What Happens During the Test
A standard resting EKG uses 10 electrode patches to produce 12 different “views” of the heart’s electrical activity. Four patches go on your arms and legs. Six more are placed across your chest in specific positions along the left side of your breastbone and wrapping around toward your side. Each combination of electrodes captures the electrical signal from a different angle, giving a three-dimensional picture of what’s happening.
You’ll be asked to lie still and breathe normally while the machine records for a few seconds. The entire process, including attaching and removing the patches, takes about 10 minutes. The patches don’t send any electricity into your body. They only listen. The most common side effect is minor skin irritation where the adhesive sat, which goes away on its own.
If you have chest hair, the technician may need to shave small patches so the electrodes make full contact with your skin. Lotions and oils can also interfere with adhesion, so clean, dry skin gives the best signal. If you have a pacemaker, let your care team know beforehand, as it affects how they read the results.
Types of EKG Monitoring
The resting 12-lead EKG described above is the standard version, often used as part of routine checkups or when you arrive at an emergency room with chest pain. But it only captures a snapshot of a few seconds, which means it can miss problems that come and go.
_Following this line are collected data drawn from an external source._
use winnow::{
    Parser as _,
    binary::{Endianness as WinnowEndianness, u16, u32},
    error::EmptyError,
};

use tagsmith_types::exif::primitives::PrimitiveTy;

use super::{Stream, error::ExifFieldError};

/// One IFD entry, with its data pulled out of the blob.
#[derive(Clone, Debug, PartialEq)]
pub struct RawEntry<'a> {
    pub tag: u16,
    pub ty: PrimitiveTy,
    pub count: u32,
    pub data: &'a [u8],
}

impl RawEntry<'_> {
    /// Reads the first component as an offset or length.
    ///
    /// Works on `Short` and `Long` entries.
    pub fn as_u32(&self, order: WinnowEndianness) -> Option<u32> {
        let mut data: &[u8] = self.data;
        let input = &mut data;
        match self.ty {
            PrimitiveTy::Short => u16(order)
                .parse_next(input)
                .map(u32::from)
                .map_err(|_: EmptyError| ())
                .ok(),
            PrimitiveTy::Long => u32(order).parse_next(input).map_err(|_: EmptyError| ()).ok(),
            _ => None,
        }
    }
}

/// Parses out one entry from an IFD.
///
/// The input must be the entry's twelve bytes.
pub fn parse_entry<'a>(input: &mut Stream<'a>) -> Result<RawEntry<'a>, ExifFieldError> {
    let endianness = input.state.endianness;

    // tag (2 bytes), type (2 bytes), count (4 bytes)
    let (tag, raw_ty, count): (u16, u16, u32) = (u16(endianness), u16(endianness), u32(endianness))
        .parse_next(&mut input.input)
        .map_err(|_: EmptyError| ExifFieldError::Truncated)?;

    // make the type into a type repr enum
    let ty: PrimitiveTy = PrimitiveTy::try_from(raw_ty).map_err(|_| {
        log::warn!("Encountered unknown field type: `{raw_ty}`");
        ExifFieldError::FieldUnknownType { tag, got: raw_ty }
    })?;

    // grab the value or offset (4 bytes. we'll handle deciding in a sec)
    let value: &'a [u8] = input.input;
    if value.len() != 4 {
        return Err(ExifFieldError::Truncated);
    }

    log::trace!(
        "(field info...
    tag: {tag:#06x},
    ty: {ty:?},
    count: {count},
)"
    );

    // check how large the stored data is
    let total_size: u64 = u64::from(ty.size_bytes()) * u64::from(count);
    if total_size > u64::from(u32::MAX) {
        log::warn!("Field `{tag:#06x}` is too large to exist. count: `{count}`");
        return Err(ExifFieldError::TooLarge { tag, count });
    }

    // if the value is an offset, use the blob at that offset as our buffer.
    // (offsets are relative to the beginning of the blob)
    let data: &'a [u8] = if total_size > 4 {
        let offset: u32 = u32(endianness)
            .parse_next(&mut input.input)
            .map_err(|_: EmptyError| ExifFieldError::Truncated)?;

        let start = offset as usize;
        let end = start.saturating_add(total_size as usize);

        input.state.blob.get(start..end).ok_or_else(|| {
            log::warn!(
                "Field said its data is stored outside the blob! \
                Can't continue parsing this field. \
                offset: `{offset}`, len: `{total_size}`, \
                blob len: `{}`",
                input.state.blob.len()
            );
            ExifFieldError::OffsetTooFar {
                tag,
                offset,
                len: total_size,
            }
        })?
    } else {
        &value[..total_size as usize]
    };

    Ok(RawEntry {
        tag,
        ty,
        count,
        data,
    })
}

#[cfg(test)]
mod tests {
    use tagsmith_types::exif::ifd::IfdGroup;
    use winnow::binary::Endianness as WinnowEndianness;

    use super::*;
    use crate::{exif::State, util::logger};

    fn stream<'a>(entry: &'a [u8], blob: &'a [u8], endianness: WinnowEndianness) -> Stream<'a> {
        Stream {
            input: entry,
            state: State {
                endianness,
                blob,
                group: IfdGroup::_0,
            },
        }
    }

    #[test]
    fn inline_values() {
        logger();

        let mut entry = Vec::new();
        entry.extend(0x0100_u16.to_le_bytes());
        entry.extend(3_u16.to_le_bytes());
        entry.extend(1_u32.to_le_bytes());
        entry.extend([0x80, 0x07, 0, 0]);

        let parsed = parse_entry(&mut stream(&entry, &[], WinnowEndianness::Little)).unwrap();
        assert_eq!(parsed.tag, 0x0100);
        assert_eq!(parsed.ty, PrimitiveTy::Short);
        assert_eq!(parsed.data, &[0x80, 0x07]);
        assert_eq!(parsed.as_u32(WinnowEndianness::Little), Some(1920));
    }

    #[test]
    fn offset_values() {
        logger();

        let blob = b"........Acme Corp\0";
        let mut entry = Vec::new();
        entry.extend(0x010F_u16.to_be_bytes());
        entry.extend(2_u16.to_be_bytes());
        entry.extend(10_u32.to_be_bytes());
        entry.extend(8_u32.to_be_bytes());

        let parsed = parse_entry(&mut stream(&entry, blob, WinnowEndianness::Big)).unwrap();
        assert_eq!(parsed.data, b"Acme Corp\0");
    }

    #[test]
    fn bad_entries() {
        logger();

        let mut entry = Vec::new();
        entry.extend(0x010F_u16.to_be_bytes());
        entry.extend(99_u16.to_be_bytes());
        entry.extend(1_u32.to_be_bytes());
        entry.extend([0; 4]);
        assert_eq!(
            parse_entry(&mut stream(&entry, &[], WinnowEndianness::Big)),
            Err(ExifFieldError::FieldUnknownType {
                tag: 0x010F,
                got: 99
            })
        );

        let mut entry = Vec::new();
        entry.extend(0x010F_u16.to_be_bytes());
        entry.extend(2_u16.to_be_bytes());
        entry.extend(100_u32.to_be_bytes());
        entry.extend(4_u32.to_be_bytes());
        assert!(matches!(
            parse_entry(&mut stream(&entry, &[0; 16], WinnowEndianness::Big)),
            Err(ExifFieldError::OffsetTooFar { offset: 4, .. })
        ));
    }
}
A Holter monitor solves this by recording your heart’s electrical activity continuously for 24 hours or longer. You wear a small portable device with electrodes while going about your daily life. This is especially useful when you’re experiencing symptoms like palpitations or dizziness that don’t happen on command in a doctor’s office.
An exercise EKG, commonly called a stress test, records your heart while you walk on a treadmill or pedal a stationary bike. The goal is to see how your heart performs under physical demand. Stress tests are used to detect narrowed coronary arteries that may not cause problems at rest but limit blood flow during exertion. They’re also used to determine safe exercise levels after a heart attack or heart surgery.
What Your Results Mean
EKG results typically come back quickly, sometimes within minutes if a doctor is reading them in real time. The report will note your heart rate, rhythm, and any abnormalities in the wave patterns. “Normal sinus rhythm” is the phrase you want to see. It means your heart is firing from the right place, at a normal speed, with consistent timing between each beat.
An abnormal result doesn’t automatically mean something is seriously wrong. Some variations are harmless and common, especially in young, athletic people. Others point to conditions that need follow-up testing, like an echocardiogram (ultrasound of the heart) or longer-term monitoring. The EKG is a screening tool and a starting point. It’s fast, cheap, and gives an enormous amount of information for a 10-minute test, but it works best as one piece of a larger diagnostic picture.